Segment Start: RECORD EXTRACTS
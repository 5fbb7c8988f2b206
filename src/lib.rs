//! Object detection catalog with per-class similarity search.
//!
//! Uploaded rasters go through a CV service for object detection; each
//! detected object is described by a feature vector, pushed into a
//! class-partitioned similarity index and can then be searched for
//! neighbors. Derived images (resize, crop of a detection) keep bounding box
//! geometry consistent between the recorded and the decoded resolution.

pub mod catalog;
pub mod config;
pub mod db;
pub mod error;
pub mod geometry;
pub mod ingest;
pub mod logging;
pub mod search;
pub mod services;
pub mod storage;
pub mod sync;
pub mod transform;

pub use catalog::Catalog;
pub use config::Config;
pub use error::{Error, Result};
Segment End: RECORD EXTRACTS
PROBLEM REQUIREMENTS - Restate exactly the records above from their first line through the line that holds "keep bounding box", please, including both and leaving out all others.

EXERCISE RESPONSE -
repository 5fbb7c8988f2b206
filename src/lib.rs
//! Object detection catalog with per-class similarity search.
//!
//! Uploaded rasters go through a CV service for object detection; each
//! detected object is described by a feature vector, pushed into a
//! class-partitioned similarity index and can then be searched for
//! neighbors. Derived images (resize, crop of a detection) keep bounding box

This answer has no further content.